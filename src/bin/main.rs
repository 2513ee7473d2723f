// SPDX-License-Identifier: AGPL-3.0-or-later
//
// Copyright (C) 2025 Daniel Negri
//
// This program is free software: you can redistribute it and/or modify
// it under the terms of the GNU Affero General Public License as published by
// the Free Software Foundation, either version 3 of the License, or
// (at your option) any later version.
//
// This program is distributed in the hope that it will be useful,
// but WITHOUT ANY WARRANTY; without even the implied warranty of
// MERCHANTABILITY or FITNESS FOR A PARTICULAR PURPOSE. See the
// GNU Affero General Public License for more details.
//
// You should have received a copy of the GNU Affero General Public License
// along with this program. If not, see <https://www.gnu.org/licenses/>.

use clap::Parser;
use csv::{ReaderBuilder, Trim, Writer, WriterBuilder};
use library_network_rs::{Book, Isbn, LibraryError, LibraryId, Network, UserId};
use serde::Deserialize;
use std::error::Error;
use std::fs::File;
use std::io::{BufReader, Read, Write};
use std::path::PathBuf;
use std::process;
use tracing::{debug, warn};
use tracing_subscriber::EnvFilter;

/// Library Network - Replay inventory operations
///
/// Reads library operations from a CSV file and outputs the book inventory
/// to stdout. Set `RUST_LOG=debug` to trace every applied operation.
#[derive(Parser, Debug)]
#[command(name = "library-network-rs")]
#[command(about = "Replays library inventory operations and reports book stock", long_about = None)]
struct Args {
    /// Path to CSV file with operations
    ///
    /// Expected format: type,user,library,isbn,count,name,detail
    /// Example: cargo run -- operations.csv > inventory.csv
    #[arg(value_name = "FILE", required_unless_present = "demo")]
    input: Option<PathBuf>,

    /// Name prefix for libraries opened before any `rename` row
    #[arg(long, default_value = Network::DEFAULT_NAME)]
    network_name: String,

    /// Run the built-in demonstration instead of reading a file
    #[arg(long, conflicts_with = "input")]
    demo: bool,
}

fn main() {
    tracing_subscriber::fmt()
        .with_env_filter(
            EnvFilter::try_from_default_env().unwrap_or_else(|_| EnvFilter::new("warn")),
        )
        .with_writer(std::io::stderr)
        .init();

    let args = Args::parse();

    if args.demo {
        if let Err(e) = run_demo(Network::new(args.network_name), std::io::stdout()) {
            eprintln!("Error running demo: {}", e);
            process::exit(1);
        }
        return;
    }

    let Some(input) = args.input else {
        eprintln!("No input file given");
        process::exit(1);
    };

    let file = match File::open(&input) {
        Ok(f) => f,
        Err(e) => {
            eprintln!("Error opening file '{}': {}", input.display(), e);
            process::exit(1);
        }
    };

    let network = Network::new(args.network_name);
    let network = match process_operations(BufReader::new(file), network) {
        Ok(network) => network,
        Err(e) => {
            eprintln!("Error processing operations: {}", e);
            process::exit(1);
        }
    };

    if let Err(e) = write_books(&network, std::io::stdout()) {
        eprintln!("Error writing output: {}", e);
        process::exit(1);
    }
}

/// Raw CSV record matching the input format.
///
/// Fields: `type, user, library, isbn, count, name, detail`
#[derive(Debug, Deserialize)]
struct CsvRecord {
    #[serde(rename = "type")]
    op: String,
    #[serde(default, deserialize_with = "csv::invalid_option")]
    user: Option<u32>,
    #[serde(default, deserialize_with = "csv::invalid_option")]
    library: Option<u32>,
    #[serde(default)]
    isbn: Option<String>,
    #[serde(default, deserialize_with = "csv::invalid_option")]
    count: Option<u32>,
    #[serde(default)]
    name: Option<String>,
    #[serde(default)]
    detail: Option<String>,
}

/// A parsed inventory operation.
#[derive(Debug, Clone, PartialEq, Eq)]
enum Operation {
    Rename { name: String },
    OpenLibrary,
    Catalog {
        isbn: Isbn,
        total: u32,
        title: String,
        author: String,
    },
    Customer {
        name: String,
        library: Option<LibraryId>,
    },
    Employee {
        name: String,
        position: String,
        salary: u32,
        library: Option<LibraryId>,
    },
    Add { user: UserId, isbn: Isbn, count: u32 },
    Remove { user: UserId, isbn: Isbn },
    Take { user: UserId, isbn: Isbn },
    Return { user: UserId, isbn: Isbn },
    Restock { library: LibraryId, isbn: Isbn, count: u32 },
    Withdraw { library: LibraryId, isbn: Isbn, count: u32 },
    Acquire { isbn: Isbn, count: u32 },
    Discard { isbn: Isbn, count: u32 },
}

impl CsvRecord {
    /// Converts CSV record to an [`Operation`].
    ///
    /// Returns `None` for unknown operation types, missing required fields
    /// and malformed ISBNs.
    fn into_operation(self) -> Option<Operation> {
        let isbn = || self.isbn.as_deref().and_then(|raw| Isbn::parse(raw).ok());
        let user = self.user.map(UserId);
        let library = self.library.map(LibraryId);

        match self.op.to_lowercase().as_str() {
            "rename" => Some(Operation::Rename { name: self.name? }),
            "library" => Some(Operation::OpenLibrary),
            "book" => Some(Operation::Catalog {
                isbn: isbn()?,
                total: self.count?,
                title: self.name?,
                author: self.detail.unwrap_or_default(),
            }),
            "customer" => Some(Operation::Customer {
                name: self.name?,
                library,
            }),
            "employee" => Some(Operation::Employee {
                name: self.name?,
                position: self.detail.unwrap_or_default(),
                salary: self.count.unwrap_or_default(),
                library,
            }),
            "add" => Some(Operation::Add {
                user: user?,
                isbn: isbn()?,
                count: self.count?,
            }),
            "remove" => Some(Operation::Remove {
                user: user?,
                isbn: isbn()?,
            }),
            "take" => Some(Operation::Take {
                user: user?,
                isbn: isbn()?,
            }),
            "return" => Some(Operation::Return {
                user: user?,
                isbn: isbn()?,
            }),
            "restock" => Some(Operation::Restock {
                library: library?,
                isbn: isbn()?,
                count: self.count?,
            }),
            "withdraw" => Some(Operation::Withdraw {
                library: library?,
                isbn: isbn()?,
                count: self.count?,
            }),
            "acquire" => Some(Operation::Acquire {
                isbn: isbn()?,
                count: self.count?,
            }),
            "discard" => Some(Operation::Discard {
                isbn: isbn()?,
                count: self.count?,
            }),
            _ => None,
        }
    }
}

/// Applies a single operation to the network.
fn apply(network: &mut Network, operation: Operation) -> Result<(), LibraryError> {
    match operation {
        Operation::Rename { name } => network.change_lib_name(name),
        Operation::OpenLibrary => {
            network.open_library();
        }
        Operation::Catalog {
            isbn,
            total,
            title,
            author,
        } => {
            network.add_book_title(Book::new(title, author, isbn, total))?;
        }
        Operation::Customer { name, library } => {
            let id = network.add_customer(name);
            if let Some(library) = library {
                network.register_user(library, id)?;
            }
        }
        Operation::Employee {
            name,
            position,
            salary,
            library,
        } => {
            let id = network.add_employee(name, position, salary);
            if let Some(library) = library {
                network.hire_employee(library, id)?;
            }
        }
        Operation::Add { user, isbn, count } => network.add_book(user, &isbn, count)?,
        Operation::Remove { user, isbn } => network.remove_book(user, &isbn)?,
        Operation::Take { user, isbn } => network.take_book(user, &isbn)?,
        Operation::Return { user, isbn } => network.return_book(user, &isbn)?,
        Operation::Restock {
            library,
            isbn,
            count,
        } => book_mut(network, &isbn)?.increase_copies(library, count)?,
        Operation::Withdraw {
            library,
            isbn,
            count,
        } => book_mut(network, &isbn)?.decrease_copies(library, count)?,
        Operation::Acquire { isbn, count } => {
            book_mut(network, &isbn)?.increase_total_copies(count)?
        }
        Operation::Discard { isbn, count } => {
            book_mut(network, &isbn)?.decrease_total_copies(count)?
        }
    }
    Ok(())
}

fn book_mut<'a>(network: &'a mut Network, isbn: &Isbn) -> Result<&'a mut Book, LibraryError> {
    network.book_mut(isbn).ok_or(LibraryError::BookNotFound)
}

/// Replay operations from a CSV reader.
///
/// Malformed rows and failed operations are skipped and logged; the replay
/// never stops on a domain error.
///
/// # CSV Format
///
/// Expected columns: `type, user, library, isbn, count, name, detail`
///
/// # Example
///
/// ```csv
/// type,user,library,isbn,count,name,detail
/// library,,,,,,
/// book,,,ISBN 0-061-96436-1,10,Noel Papa,Santa Claus
/// employee,,1,,500,Dave,Administrator
/// add,1,,ISBN 0-061-96436-1,5,,
/// ```
///
/// # Errors
///
/// Returns a CSV error if the reader fails or the CSV structure is invalid.
pub fn process_operations<R: Read>(
    reader: R,
    mut network: Network,
) -> Result<Network, csv::Error> {
    let mut rdr = ReaderBuilder::new()
        .trim(Trim::All)
        .flexible(true)
        .has_headers(true)
        .from_reader(reader);

    for (row, result) in rdr.deserialize::<CsvRecord>().enumerate() {
        match result {
            Ok(record) => {
                let Some(operation) = record.into_operation() else {
                    warn!(row, "skipping invalid operation record");
                    continue;
                };

                debug!(row, ?operation, "applying operation");
                if let Err(e) = apply(&mut network, operation) {
                    warn!(row, error = %e, "skipping failed operation");
                }
            }
            Err(e) => {
                warn!(row, error = %e, "skipping malformed row");
                continue;
            }
        }
    }

    Ok(network)
}

/// Write the book inventory to a CSV writer.
///
/// # CSV Format
///
/// Columns: `isbn, title, author, total_copies, total_copies_available, allocated, libraries`
///
/// `libraries` lists `library=copies/available` pairs separated by spaces.
///
/// # Errors
///
/// Returns a CSV error if writing fails.
pub fn write_books<W: Write>(network: &Network, writer: W) -> Result<(), csv::Error> {
    let mut wtr = Writer::from_writer(writer);

    for book in network.books() {
        wtr.serialize(book)?;
    }

    wtr.flush()?;
    Ok(())
}

/// Walks two libraries through stocking, lending and removal, printing the
/// rosters and counters along the way.
fn run_demo<W: Write>(mut network: Network, mut out: W) -> Result<(), Box<dyn Error>> {
    let first_lib = network.open_library();
    let first_book = network.add_book_title(Book::new(
        "Noel Papa",
        "Santa Claus",
        Isbn::parse("ISBN 0-061-96436-1")?,
        100,
    ))?;
    let second_book = network.add_book_title(Book::new(
        "Noel Papa2",
        "Santa Claus2",
        Isbn::parse("ISBN 0-061-96436-2")?,
        10,
    ))?;

    let admin = network.add_employee("Dave", "Administrator", 500);
    network.hire_employee(first_lib, admin)?;
    network.add_book(admin, &first_book, 50)?;
    network.add_book(admin, &second_book, 5)?;
    network.show_books(first_lib, &mut out)?;

    let first_customer = network.add_customer("Adam");
    let second_customer = network.add_customer("Adam2");
    network.register_user(first_lib, first_customer)?;
    network.take_book(first_customer, &second_book)?;
    print_counters(&network, &second_book, &mut out)?;

    book_mut(&mut network, &second_book)?.increase_total_copies(6)?;
    print_counters(&network, &second_book, &mut out)?;
    network.show_customers(first_lib, &mut out)?;
    network.show_employees(first_lib, &mut out)?;

    let second_lib = network.open_library();
    let manager = network.add_employee("Kevin", "Manager", 1500);
    network.hire_employee(second_lib, manager)?;
    network.register_user(second_lib, second_customer)?;
    network.add_book(manager, &second_book, 3)?;
    print_counters(&network, &second_book, &mut out)?;

    book_mut(&mut network, &second_book)?.decrease_total_copies(5)?;
    network.show_books(second_lib, &mut out)?;
    writeln!(out, "{}", network.check_availability(&second_book, second_lib)?)?;
    writeln!(out, "{}", network.check_availability(&second_book, first_lib)?)?;

    network.remove_book(manager, &second_book)?;
    writeln!(out, "{}", network.check_availability(&second_book, first_lib)?)?;
    print_counters(&network, &second_book, &mut out)?;
    Ok(())
}

/// Prints one headerless inventory row for `isbn`.
fn print_counters<W: Write>(
    network: &Network,
    isbn: &Isbn,
    mut out: W,
) -> Result<(), Box<dyn Error>> {
    let book = network.book(isbn).ok_or(LibraryError::BookNotFound)?;
    let mut wtr = WriterBuilder::new()
        .has_headers(false)
        .from_writer(&mut out);
    wtr.serialize(book)?;
    wtr.flush()?;
    Ok(())
}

Goal of the exercise: Each line from the top of the entries above through the line containing "use std::error::Error;" must be transcribed exactly, and no other line may appear.

Answer area:
filename src/bin/main.rs
repository 2513ee7473d2723f
// SPDX-License-Identifier: AGPL-3.0-or-later
//
// Copyright (C) 2025 Daniel Negri
//
// This program is free software: you can redistribute it and/or modify
// it under the terms of the GNU Affero General Public License as published by
// the Free Software Foundation, either version 3 of the License, or
// (at your option) any later version.
//
// This program is distributed in the hope that it will be useful,
// but WITHOUT ANY WARRANTY; without even the implied warranty of
// MERCHANTABILITY or FITNESS FOR A PARTICULAR PURPOSE. See the
// GNU Affero General Public License for more details.
//
// You should have received a copy of the GNU Affero General Public License
// along with this program. If not, see <https://www.gnu.org/licenses/>.

use clap::Parser;
use csv::{ReaderBuilder, Trim, Writer, WriterBuilder};
use library_network_rs::{Book, Isbn, LibraryError, LibraryId, Network, UserId};
use serde::Deserialize;
use std::error::Error;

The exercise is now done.